ACTIVITY: Filter the data for "warn" and copy matching lines.

Collected data:
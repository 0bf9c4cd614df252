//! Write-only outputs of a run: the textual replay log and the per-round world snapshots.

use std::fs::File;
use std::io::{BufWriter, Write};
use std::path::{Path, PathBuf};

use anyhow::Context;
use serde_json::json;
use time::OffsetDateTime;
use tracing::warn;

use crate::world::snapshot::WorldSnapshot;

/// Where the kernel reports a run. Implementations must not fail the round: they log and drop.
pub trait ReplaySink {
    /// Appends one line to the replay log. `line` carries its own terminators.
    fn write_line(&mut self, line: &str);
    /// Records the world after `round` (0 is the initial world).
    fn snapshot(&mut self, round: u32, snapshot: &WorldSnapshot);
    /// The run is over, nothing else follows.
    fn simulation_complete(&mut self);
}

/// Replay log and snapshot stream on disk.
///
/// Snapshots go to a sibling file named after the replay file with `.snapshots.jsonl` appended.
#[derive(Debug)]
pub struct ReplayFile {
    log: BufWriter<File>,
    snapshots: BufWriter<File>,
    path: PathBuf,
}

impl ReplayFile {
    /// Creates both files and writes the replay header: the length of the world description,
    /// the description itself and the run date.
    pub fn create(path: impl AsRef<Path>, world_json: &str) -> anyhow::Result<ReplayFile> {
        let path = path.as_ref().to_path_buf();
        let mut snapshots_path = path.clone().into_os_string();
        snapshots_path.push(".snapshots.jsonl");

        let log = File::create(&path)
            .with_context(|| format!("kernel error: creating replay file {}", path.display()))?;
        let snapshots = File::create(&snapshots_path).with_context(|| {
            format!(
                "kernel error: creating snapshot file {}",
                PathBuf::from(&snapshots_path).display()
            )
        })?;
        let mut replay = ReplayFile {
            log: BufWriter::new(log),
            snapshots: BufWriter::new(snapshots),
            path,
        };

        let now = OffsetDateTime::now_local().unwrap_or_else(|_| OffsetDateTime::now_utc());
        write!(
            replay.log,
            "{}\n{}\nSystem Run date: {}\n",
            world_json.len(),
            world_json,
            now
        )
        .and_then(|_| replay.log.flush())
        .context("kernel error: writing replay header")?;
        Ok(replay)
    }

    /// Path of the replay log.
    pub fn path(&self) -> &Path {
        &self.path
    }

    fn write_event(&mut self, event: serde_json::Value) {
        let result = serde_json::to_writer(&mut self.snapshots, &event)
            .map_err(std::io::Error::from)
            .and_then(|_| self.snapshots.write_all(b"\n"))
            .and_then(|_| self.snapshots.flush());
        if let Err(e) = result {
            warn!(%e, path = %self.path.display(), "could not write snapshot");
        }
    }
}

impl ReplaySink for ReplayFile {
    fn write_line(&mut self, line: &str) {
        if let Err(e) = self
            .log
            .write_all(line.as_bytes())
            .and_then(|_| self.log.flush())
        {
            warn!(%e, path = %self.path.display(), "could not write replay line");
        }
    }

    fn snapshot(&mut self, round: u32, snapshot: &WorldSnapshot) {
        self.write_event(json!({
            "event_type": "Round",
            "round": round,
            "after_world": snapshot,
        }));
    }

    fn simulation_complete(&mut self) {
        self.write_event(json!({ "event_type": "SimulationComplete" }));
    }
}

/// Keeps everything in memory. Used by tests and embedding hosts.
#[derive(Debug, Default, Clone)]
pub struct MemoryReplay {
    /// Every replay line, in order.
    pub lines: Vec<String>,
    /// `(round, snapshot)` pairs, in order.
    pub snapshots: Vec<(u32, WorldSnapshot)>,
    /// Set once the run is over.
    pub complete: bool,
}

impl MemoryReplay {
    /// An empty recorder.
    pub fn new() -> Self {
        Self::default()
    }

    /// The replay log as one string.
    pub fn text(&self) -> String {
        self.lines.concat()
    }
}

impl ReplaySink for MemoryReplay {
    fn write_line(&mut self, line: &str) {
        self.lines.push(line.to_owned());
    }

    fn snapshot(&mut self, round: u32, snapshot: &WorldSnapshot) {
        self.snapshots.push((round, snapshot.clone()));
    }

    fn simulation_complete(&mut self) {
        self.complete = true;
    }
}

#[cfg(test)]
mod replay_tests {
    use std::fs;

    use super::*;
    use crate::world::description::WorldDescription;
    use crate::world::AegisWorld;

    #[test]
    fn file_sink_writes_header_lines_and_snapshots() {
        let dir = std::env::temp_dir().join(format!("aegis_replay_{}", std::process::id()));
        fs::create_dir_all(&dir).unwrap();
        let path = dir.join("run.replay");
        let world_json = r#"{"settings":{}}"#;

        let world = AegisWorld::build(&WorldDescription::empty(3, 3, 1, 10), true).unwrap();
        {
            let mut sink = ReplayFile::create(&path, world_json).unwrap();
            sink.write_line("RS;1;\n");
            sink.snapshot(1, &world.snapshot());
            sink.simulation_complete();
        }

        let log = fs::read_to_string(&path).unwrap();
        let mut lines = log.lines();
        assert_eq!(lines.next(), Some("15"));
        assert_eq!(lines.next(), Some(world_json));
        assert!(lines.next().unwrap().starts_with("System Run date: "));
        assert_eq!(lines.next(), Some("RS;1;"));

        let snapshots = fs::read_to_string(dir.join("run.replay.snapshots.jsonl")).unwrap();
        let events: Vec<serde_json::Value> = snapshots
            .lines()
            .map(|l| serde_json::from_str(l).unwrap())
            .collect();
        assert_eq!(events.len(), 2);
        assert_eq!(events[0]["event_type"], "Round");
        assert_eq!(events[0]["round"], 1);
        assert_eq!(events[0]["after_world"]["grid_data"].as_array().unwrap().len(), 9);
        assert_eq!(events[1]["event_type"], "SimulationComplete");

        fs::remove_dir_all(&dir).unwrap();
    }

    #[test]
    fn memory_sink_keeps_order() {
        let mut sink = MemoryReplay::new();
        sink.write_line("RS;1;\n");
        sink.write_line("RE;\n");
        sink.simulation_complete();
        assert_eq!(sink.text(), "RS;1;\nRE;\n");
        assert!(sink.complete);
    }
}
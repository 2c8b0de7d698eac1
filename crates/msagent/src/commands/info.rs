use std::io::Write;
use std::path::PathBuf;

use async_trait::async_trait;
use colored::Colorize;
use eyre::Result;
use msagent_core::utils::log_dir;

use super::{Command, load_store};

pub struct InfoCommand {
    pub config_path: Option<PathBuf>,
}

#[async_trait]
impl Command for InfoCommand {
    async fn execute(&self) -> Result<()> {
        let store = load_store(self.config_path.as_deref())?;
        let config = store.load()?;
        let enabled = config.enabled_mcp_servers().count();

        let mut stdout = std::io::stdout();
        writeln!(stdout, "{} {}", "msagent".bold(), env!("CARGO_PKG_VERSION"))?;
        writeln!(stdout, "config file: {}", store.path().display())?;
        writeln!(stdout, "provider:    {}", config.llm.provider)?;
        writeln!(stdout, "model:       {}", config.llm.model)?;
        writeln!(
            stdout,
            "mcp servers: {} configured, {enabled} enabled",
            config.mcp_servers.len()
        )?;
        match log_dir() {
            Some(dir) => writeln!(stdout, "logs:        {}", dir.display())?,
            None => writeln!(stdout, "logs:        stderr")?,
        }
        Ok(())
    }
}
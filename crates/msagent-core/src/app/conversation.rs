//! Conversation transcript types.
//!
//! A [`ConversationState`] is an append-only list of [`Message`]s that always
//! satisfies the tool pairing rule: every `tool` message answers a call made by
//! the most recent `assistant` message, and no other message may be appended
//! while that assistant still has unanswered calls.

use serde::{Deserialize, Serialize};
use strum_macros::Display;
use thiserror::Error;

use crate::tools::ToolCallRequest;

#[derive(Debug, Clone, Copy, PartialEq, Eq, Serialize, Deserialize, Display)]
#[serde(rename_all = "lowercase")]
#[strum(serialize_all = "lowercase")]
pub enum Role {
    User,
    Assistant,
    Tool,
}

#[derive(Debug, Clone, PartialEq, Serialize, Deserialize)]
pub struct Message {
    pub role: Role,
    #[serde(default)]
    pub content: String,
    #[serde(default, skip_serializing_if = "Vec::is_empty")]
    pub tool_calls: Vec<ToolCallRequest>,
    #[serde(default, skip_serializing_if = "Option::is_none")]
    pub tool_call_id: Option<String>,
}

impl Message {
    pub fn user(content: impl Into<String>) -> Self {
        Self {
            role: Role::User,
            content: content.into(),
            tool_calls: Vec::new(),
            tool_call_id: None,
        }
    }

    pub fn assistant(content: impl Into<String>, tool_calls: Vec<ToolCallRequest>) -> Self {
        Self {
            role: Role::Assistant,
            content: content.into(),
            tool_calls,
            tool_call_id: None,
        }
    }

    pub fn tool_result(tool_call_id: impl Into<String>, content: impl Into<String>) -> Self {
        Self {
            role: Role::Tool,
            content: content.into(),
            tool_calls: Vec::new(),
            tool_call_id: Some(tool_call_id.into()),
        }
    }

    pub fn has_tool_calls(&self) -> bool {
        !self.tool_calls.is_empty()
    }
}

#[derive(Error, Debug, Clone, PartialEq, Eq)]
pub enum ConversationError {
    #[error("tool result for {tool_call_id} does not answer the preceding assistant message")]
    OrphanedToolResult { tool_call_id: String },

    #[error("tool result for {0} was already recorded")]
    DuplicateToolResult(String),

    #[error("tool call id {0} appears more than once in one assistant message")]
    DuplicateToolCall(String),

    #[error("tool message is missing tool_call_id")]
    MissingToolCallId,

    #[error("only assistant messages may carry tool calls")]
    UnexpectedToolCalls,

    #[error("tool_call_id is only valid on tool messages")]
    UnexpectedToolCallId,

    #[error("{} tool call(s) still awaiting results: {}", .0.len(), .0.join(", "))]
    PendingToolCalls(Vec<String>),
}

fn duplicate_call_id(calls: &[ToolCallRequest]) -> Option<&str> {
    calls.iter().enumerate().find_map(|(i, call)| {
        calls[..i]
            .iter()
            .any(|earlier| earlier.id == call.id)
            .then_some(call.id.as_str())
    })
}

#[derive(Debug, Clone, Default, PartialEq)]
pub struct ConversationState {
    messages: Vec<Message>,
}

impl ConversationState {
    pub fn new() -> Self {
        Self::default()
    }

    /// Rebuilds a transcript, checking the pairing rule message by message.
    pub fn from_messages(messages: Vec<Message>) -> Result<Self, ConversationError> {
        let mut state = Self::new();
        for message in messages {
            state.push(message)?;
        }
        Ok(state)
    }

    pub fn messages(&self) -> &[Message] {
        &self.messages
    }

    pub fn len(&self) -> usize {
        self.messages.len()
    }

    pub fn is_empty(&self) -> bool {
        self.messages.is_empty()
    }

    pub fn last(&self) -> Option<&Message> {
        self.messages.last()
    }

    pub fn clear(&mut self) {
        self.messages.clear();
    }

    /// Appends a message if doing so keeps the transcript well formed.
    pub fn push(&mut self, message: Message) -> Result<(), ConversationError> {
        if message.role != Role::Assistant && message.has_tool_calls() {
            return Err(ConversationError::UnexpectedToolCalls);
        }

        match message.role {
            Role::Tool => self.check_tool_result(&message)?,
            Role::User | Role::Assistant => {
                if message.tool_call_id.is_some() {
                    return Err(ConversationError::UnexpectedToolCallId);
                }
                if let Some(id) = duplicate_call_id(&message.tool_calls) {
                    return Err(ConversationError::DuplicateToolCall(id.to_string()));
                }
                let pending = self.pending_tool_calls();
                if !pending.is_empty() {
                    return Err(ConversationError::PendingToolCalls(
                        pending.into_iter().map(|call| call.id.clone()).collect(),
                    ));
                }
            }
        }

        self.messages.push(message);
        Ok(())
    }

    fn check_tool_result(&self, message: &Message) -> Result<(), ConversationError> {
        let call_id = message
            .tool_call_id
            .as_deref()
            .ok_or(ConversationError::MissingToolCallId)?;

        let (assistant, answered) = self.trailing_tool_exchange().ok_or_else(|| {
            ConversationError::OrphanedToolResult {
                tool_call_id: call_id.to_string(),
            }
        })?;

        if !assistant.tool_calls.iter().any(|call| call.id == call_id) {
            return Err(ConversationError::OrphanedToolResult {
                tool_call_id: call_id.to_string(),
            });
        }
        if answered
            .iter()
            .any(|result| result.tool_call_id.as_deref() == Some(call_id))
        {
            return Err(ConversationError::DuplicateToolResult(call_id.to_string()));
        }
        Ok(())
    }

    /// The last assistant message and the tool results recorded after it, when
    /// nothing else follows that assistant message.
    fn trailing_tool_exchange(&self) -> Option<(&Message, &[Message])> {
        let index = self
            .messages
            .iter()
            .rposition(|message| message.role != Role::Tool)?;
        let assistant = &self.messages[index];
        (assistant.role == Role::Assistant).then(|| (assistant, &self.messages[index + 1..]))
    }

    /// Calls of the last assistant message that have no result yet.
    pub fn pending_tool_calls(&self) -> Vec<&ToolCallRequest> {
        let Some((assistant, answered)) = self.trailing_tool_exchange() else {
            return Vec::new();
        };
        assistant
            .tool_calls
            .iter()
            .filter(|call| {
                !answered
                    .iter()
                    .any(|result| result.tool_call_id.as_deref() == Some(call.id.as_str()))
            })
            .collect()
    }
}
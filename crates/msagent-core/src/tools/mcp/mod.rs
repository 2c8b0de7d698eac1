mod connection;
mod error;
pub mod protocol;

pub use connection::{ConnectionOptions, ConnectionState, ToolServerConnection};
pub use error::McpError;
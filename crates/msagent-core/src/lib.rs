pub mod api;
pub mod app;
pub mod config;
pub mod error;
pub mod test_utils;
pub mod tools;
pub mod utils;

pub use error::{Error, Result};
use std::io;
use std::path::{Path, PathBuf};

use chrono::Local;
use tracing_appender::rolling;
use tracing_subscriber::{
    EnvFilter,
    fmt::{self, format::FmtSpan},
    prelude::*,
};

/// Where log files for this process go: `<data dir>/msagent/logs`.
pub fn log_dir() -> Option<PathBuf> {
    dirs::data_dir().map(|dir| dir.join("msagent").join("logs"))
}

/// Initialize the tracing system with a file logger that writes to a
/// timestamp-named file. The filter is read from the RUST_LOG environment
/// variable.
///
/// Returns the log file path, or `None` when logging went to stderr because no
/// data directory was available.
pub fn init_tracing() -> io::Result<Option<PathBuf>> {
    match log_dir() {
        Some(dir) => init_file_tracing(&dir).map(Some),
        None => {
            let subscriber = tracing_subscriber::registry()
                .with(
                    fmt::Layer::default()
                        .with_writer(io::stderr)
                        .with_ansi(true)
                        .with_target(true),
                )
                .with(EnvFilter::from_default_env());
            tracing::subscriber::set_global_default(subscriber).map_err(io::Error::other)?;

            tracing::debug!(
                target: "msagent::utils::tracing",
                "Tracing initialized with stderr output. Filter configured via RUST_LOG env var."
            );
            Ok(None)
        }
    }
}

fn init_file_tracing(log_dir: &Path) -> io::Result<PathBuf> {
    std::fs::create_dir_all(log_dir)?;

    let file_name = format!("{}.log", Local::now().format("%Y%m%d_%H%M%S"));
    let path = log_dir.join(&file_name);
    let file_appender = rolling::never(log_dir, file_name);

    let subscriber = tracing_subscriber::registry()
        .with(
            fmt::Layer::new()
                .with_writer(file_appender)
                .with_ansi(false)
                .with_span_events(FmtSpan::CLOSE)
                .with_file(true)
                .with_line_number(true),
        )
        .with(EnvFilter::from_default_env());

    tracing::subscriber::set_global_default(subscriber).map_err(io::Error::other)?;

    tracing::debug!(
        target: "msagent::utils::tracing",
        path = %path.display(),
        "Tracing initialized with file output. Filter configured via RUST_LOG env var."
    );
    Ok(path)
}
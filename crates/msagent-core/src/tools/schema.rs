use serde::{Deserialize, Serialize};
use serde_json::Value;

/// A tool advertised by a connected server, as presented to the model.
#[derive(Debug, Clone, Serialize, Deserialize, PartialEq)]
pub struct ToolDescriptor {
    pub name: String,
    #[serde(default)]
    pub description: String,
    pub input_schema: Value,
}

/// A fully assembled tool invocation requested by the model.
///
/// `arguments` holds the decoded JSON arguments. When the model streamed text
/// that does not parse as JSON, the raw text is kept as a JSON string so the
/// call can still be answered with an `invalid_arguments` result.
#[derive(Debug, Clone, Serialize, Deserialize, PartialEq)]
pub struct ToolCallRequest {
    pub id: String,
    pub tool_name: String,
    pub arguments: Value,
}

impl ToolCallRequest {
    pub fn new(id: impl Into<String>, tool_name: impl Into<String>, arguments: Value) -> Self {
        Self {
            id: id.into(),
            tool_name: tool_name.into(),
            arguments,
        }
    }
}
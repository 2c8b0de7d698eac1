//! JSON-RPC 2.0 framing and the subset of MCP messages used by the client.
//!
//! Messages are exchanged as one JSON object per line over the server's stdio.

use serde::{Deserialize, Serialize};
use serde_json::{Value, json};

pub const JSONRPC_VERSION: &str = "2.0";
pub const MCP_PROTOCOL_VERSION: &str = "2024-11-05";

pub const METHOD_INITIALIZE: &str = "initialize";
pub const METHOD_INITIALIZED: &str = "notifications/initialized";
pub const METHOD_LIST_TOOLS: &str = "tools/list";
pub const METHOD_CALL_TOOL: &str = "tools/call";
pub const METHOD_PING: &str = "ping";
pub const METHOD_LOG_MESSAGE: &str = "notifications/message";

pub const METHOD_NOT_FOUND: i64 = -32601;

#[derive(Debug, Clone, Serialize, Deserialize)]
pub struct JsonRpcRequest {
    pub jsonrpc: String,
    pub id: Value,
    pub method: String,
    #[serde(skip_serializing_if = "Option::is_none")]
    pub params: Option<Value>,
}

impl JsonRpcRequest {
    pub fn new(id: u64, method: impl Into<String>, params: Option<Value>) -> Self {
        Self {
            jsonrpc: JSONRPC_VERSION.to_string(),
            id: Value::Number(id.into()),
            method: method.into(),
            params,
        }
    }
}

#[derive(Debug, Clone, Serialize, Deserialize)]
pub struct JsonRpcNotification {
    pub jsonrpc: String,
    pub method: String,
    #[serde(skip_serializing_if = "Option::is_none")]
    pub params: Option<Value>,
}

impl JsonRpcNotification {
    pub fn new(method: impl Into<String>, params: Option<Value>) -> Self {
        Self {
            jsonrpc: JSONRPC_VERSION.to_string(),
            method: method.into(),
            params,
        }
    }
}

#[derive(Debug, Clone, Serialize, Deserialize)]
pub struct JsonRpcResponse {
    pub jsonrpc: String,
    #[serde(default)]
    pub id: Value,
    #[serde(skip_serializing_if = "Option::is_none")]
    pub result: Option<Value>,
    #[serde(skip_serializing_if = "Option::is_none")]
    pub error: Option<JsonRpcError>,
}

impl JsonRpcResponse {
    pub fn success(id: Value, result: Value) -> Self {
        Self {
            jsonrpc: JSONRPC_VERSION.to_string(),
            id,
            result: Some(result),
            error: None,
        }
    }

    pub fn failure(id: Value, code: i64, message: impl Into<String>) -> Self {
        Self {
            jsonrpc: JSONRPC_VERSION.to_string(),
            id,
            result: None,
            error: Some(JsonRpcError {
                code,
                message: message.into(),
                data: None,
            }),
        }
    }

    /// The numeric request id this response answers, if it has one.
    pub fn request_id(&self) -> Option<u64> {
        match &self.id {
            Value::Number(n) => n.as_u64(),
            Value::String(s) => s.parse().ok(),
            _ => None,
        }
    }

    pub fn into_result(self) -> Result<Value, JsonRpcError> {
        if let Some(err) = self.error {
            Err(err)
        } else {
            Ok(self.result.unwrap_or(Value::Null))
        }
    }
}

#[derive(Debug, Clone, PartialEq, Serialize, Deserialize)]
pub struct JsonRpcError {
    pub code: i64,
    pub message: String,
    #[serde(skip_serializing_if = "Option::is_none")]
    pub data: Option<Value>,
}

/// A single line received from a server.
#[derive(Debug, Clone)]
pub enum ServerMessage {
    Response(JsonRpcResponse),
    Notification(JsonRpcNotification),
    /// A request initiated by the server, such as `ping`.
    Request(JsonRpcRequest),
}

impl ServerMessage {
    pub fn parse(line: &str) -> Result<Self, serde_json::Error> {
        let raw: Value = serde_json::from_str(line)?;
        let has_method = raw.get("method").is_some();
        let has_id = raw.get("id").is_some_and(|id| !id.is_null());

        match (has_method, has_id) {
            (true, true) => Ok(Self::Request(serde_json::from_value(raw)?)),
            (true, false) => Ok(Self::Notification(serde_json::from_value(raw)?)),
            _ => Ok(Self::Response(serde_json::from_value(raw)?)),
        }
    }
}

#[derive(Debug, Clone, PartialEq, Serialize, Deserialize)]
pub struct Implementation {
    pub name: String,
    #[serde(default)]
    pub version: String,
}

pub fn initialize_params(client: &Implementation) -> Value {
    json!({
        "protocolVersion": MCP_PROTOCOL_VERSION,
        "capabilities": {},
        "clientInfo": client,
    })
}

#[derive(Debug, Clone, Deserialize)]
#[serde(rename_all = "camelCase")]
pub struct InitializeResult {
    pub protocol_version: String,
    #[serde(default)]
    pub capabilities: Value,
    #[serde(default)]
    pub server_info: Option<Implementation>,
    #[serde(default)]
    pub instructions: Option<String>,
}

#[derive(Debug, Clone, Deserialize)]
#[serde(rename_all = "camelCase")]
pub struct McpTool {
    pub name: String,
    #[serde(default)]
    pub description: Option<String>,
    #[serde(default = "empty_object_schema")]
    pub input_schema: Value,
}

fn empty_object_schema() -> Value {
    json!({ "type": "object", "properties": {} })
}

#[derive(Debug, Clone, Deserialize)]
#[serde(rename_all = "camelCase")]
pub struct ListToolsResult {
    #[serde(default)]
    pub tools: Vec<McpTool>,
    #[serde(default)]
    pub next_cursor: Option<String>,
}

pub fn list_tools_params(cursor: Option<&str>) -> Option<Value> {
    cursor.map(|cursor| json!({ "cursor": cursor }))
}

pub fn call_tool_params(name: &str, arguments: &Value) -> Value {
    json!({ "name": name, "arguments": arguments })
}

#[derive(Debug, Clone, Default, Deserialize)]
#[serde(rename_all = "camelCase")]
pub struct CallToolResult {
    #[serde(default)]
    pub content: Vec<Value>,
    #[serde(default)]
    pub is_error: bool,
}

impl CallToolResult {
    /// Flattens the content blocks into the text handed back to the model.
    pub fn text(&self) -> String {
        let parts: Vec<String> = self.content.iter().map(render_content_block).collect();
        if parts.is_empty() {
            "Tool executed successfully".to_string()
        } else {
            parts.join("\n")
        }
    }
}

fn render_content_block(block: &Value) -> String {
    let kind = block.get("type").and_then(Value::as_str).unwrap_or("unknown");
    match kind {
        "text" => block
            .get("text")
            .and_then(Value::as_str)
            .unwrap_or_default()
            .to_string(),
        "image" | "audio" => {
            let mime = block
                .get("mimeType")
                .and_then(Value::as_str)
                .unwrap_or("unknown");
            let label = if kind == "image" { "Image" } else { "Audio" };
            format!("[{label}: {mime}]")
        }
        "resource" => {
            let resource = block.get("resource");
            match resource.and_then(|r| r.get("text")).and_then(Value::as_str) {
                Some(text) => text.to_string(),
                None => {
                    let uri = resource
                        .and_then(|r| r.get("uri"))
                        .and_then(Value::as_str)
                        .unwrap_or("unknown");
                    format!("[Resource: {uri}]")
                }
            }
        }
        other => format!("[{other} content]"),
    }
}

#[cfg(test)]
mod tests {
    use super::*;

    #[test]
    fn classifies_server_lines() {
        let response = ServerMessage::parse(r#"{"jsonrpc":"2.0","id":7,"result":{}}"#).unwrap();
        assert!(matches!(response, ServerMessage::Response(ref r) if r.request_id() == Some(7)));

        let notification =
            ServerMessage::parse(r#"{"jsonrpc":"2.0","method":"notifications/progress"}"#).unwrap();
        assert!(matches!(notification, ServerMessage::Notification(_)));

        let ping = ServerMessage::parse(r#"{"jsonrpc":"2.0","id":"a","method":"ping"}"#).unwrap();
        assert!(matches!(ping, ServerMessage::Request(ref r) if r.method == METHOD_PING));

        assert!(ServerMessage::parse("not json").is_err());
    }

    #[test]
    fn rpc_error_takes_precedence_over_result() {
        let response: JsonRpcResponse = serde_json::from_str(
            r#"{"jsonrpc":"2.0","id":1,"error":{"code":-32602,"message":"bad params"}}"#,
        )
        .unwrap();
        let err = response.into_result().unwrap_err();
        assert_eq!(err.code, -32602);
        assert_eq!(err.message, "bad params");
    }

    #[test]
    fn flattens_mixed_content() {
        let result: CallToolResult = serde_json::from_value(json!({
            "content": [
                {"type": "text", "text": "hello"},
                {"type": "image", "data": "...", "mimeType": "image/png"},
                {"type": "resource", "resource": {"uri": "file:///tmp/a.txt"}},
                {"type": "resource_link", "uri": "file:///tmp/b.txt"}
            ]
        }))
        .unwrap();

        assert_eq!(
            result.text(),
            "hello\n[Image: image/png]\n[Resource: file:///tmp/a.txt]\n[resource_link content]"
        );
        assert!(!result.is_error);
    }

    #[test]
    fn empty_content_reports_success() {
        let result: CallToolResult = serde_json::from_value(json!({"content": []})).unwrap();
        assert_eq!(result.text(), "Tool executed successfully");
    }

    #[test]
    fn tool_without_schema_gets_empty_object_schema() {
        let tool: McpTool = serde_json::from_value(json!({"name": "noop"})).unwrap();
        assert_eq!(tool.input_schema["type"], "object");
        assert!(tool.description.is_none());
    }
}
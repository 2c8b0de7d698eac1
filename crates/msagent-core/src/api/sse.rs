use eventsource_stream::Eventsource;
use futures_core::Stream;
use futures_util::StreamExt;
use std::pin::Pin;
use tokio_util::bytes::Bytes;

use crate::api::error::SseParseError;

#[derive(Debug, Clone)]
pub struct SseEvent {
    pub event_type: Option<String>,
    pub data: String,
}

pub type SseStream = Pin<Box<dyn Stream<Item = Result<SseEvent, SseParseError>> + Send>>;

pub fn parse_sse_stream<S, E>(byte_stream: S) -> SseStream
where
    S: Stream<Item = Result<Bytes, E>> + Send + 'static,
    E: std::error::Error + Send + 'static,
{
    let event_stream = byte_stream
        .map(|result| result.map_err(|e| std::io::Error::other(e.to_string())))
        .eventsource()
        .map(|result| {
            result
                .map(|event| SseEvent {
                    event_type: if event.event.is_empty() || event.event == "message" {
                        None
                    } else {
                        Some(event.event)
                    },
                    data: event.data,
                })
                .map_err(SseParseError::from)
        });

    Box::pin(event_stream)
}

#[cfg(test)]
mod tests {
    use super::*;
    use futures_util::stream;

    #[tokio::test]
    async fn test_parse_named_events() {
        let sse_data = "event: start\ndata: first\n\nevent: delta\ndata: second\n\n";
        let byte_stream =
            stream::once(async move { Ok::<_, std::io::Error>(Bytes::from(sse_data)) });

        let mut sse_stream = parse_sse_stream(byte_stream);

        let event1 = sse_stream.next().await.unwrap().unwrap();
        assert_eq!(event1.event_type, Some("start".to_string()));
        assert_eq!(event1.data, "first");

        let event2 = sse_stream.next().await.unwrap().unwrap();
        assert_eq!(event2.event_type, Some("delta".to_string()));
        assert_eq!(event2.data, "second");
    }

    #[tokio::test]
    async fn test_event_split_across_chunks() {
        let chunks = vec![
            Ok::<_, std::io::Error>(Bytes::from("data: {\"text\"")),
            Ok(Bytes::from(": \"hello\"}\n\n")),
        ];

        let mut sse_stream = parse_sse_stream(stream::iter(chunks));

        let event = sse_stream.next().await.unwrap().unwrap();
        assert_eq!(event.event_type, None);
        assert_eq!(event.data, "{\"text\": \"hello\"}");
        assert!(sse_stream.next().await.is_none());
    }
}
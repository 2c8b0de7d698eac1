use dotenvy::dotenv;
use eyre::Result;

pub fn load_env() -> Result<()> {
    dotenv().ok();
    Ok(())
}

RESPONSE BOX:
use tracing::warn;
            warn!(%e, path = %self.path.display(), "could not write snapshot");
            warn!(%e, path = %self.path.display(), "could not write replay line");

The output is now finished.